I was wrong anyway. The computer problem came with an electrical one -- now solved --in the wake of the plumber and his mate, not entirely their fault. All in all, though they did prove to be honest and were explicit themselves about their fiddling and how things work, it cost a bomb, that and the other circuitry. "Oh dear" again!
Moreover, the "ORL" (ear, nose, throat) enjoy himself and was also only too graphic in showing me bits and pieces from inside my cavities best outside them, but better left undisplayed.
Then he said, "Didn't you see my photos? What did you think?"
"What photos?"
"They're in the waiting room!"
"I wasn't, I was using your loo while you finished doing nasty things to the last person."
The man's mad. He didn't have a "summer of unknowing". He went to the States where he seems to have visited and come back with huge poster-pics of every canyon he could find. I told him what I thought of that: "You're extraordinary. You spend your whole working days getting up noses and digging around inside people's facial cavities with relish, then when you take a holiday you go and inspect the biggest holes in the ground you can!"
"I hadn't quite thought of it that way," he said, but they were superb photos.

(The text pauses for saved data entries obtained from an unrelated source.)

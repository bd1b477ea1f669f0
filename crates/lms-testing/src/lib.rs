//! Test utilities for LMS services.
//!
//! Import from dev-dependencies only, never in production code.

pub mod auth;
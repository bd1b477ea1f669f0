pub mod authcode;
pub mod role_gate;
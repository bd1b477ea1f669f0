pub mod admin;
pub mod auth_code;
pub mod health;
pub mod session;
use std::sync::Arc;

use anyhow::Context as _;
use chrono::Utc;
use sea_orm::{
    ActiveModelTrait, ActiveValue::Set, ColumnTrait, DatabaseConnection, DatabaseTransaction,
    EntityTrait, JoinType, QueryFilter, QuerySelect, RelationTrait, TransactionTrait,
    sea_query::Expr,
};
use uuid::Uuid;

use lms_auth_schema::{auth_codes, outbox_events, roles, users};

use crate::domain::repository::{AuthCodeRepository, RoleRepository};
use crate::domain::types::{AuthCode, OutboxEvent};
use crate::error::AuthServiceError;

// ── AuthCode repository ───────────────────────────────────────────────────────

#[derive(Clone)]
pub struct DbAuthCodeRepository {
    pub db: Arc<DatabaseConnection>,
}

impl AuthCodeRepository for DbAuthCodeRepository {
    async fn create_with_outbox(
        &self,
        code: &AuthCode,
        event: &OutboxEvent,
    ) -> Result<(), AuthServiceError> {
        self.db
            .transaction::<_, (), sea_orm::DbErr>(|txn| {
                let code = code.clone();
                let event = event.clone();
                Box::pin(async move {
                    insert_auth_code(txn, &code).await?;
                    insert_outbox_event(txn, &event).await?;
                    Ok(())
                })
            })
            .await
            .context("create authcode with outbox")?;
        Ok(())
    }

    async fn find_valid(
        &self,
        email: &str,
        code: &str,
    ) -> Result<Option<AuthCode>, AuthServiceError> {
        let now = Utc::now();
        let model = auth_codes::Entity::find()
            .filter(auth_codes::Column::Email.eq(email))
            .filter(auth_codes::Column::Code.eq(code))
            .filter(auth_codes::Column::Used.eq(false))
            .filter(auth_codes::Column::ExpiresAt.gt(now))
            .one(self.db.as_ref())
            .await
            .context("find valid authcode")?;
        Ok(model.map(authcode_from_model))
    }

    async fn consume(&self, id: Uuid) -> Result<bool, AuthServiceError> {
        let now = Utc::now();
        // Single conditional UPDATE: the row-level check-and-set is the only guard
        // against two verifications of one code both succeeding.
        let result = auth_codes::Entity::update_many()
            .col_expr(auth_codes::Column::Used, Expr::value(true))
            .filter(auth_codes::Column::Id.eq(id))
            .filter(auth_codes::Column::Used.eq(false))
            .filter(auth_codes::Column::ExpiresAt.gt(now))
            .exec(self.db.as_ref())
            .await
            .context("consume authcode")?;
        Ok(result.rows_affected == 1)
    }
}

async fn insert_auth_code(
    txn: &DatabaseTransaction,
    code: &AuthCode,
) -> Result<(), sea_orm::DbErr> {
    auth_codes::ActiveModel {
        id: Set(code.id),
        email: Set(code.email.clone()),
        code: Set(code.code.clone()),
        expires_at: Set(code.expires_at),
        used: Set(false),
        created_at: Set(code.created_at),
    }
    .insert(txn)
    .await?;
    Ok(())
}

async fn insert_outbox_event(
    txn: &DatabaseTransaction,
    event: &OutboxEvent,
) -> Result<(), sea_orm::DbErr> {
    let now = Utc::now();
    outbox_events::ActiveModel {
        id: Set(event.id),
        kind: Set(event.kind.clone()),
        payload: Set(event.payload.clone()),
        idempotency_key: Set(event.idempotency_key.clone()),
        attempts: Set(0),
        last_error: Set(None),
        created_at: Set(now),
        next_attempt_at: Set(now),
        processed_at: Set(None),
        failed_at: Set(None),
    }
    .insert(txn)
    .await?;
    Ok(())
}

fn authcode_from_model(model: auth_codes::Model) -> AuthCode {
    AuthCode {
        id: model.id,
        email: model.email,
        code: model.code,
        expires_at: model.expires_at,
        used: model.used,
        created_at: model.created_at,
    }
}

// ── Role repository ───────────────────────────────────────────────────────────

#[derive(Clone)]
pub struct DbRoleRepository {
    pub db: Arc<DatabaseConnection>,
}

impl RoleRepository for DbRoleRepository {
    async fn find_role_by_email(&self, email: &str) -> Result<Option<String>, AuthServiceError> {
        // SELECT roles.name FROM users JOIN roles ON users.role_id = roles.id WHERE users.email = $1
        let name = users::Entity::find()
            .select_only()
            .column(roles::Column::Name)
            .join(JoinType::InnerJoin, users::Relation::Role.def())
            .filter(users::Column::Email.eq(email))
            .into_tuple::<String>()
            .one(self.db.as_ref())
            .await
            .context("find role by email")?;
        Ok(name)
    }
}
pub mod email;
pub mod repository;
pub mod types;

I haven't had time for a luxurious bath since the plumbers gave me the first hot water I've had around here since April. And that is wonderful. But I need to use more of it to clean up some other stuff before coming back to the log and getting very down and dirty.
I thought it'd be safer to warn you.


2:17:42 AM    your views? []

jeudi 22 septembre 2005
 

I've made a decision regarding iPods, with this year's Apple Expo (Fr) coming up and Paris inescapably plastered with advertisements for the newest Nano version on the best-selling theme.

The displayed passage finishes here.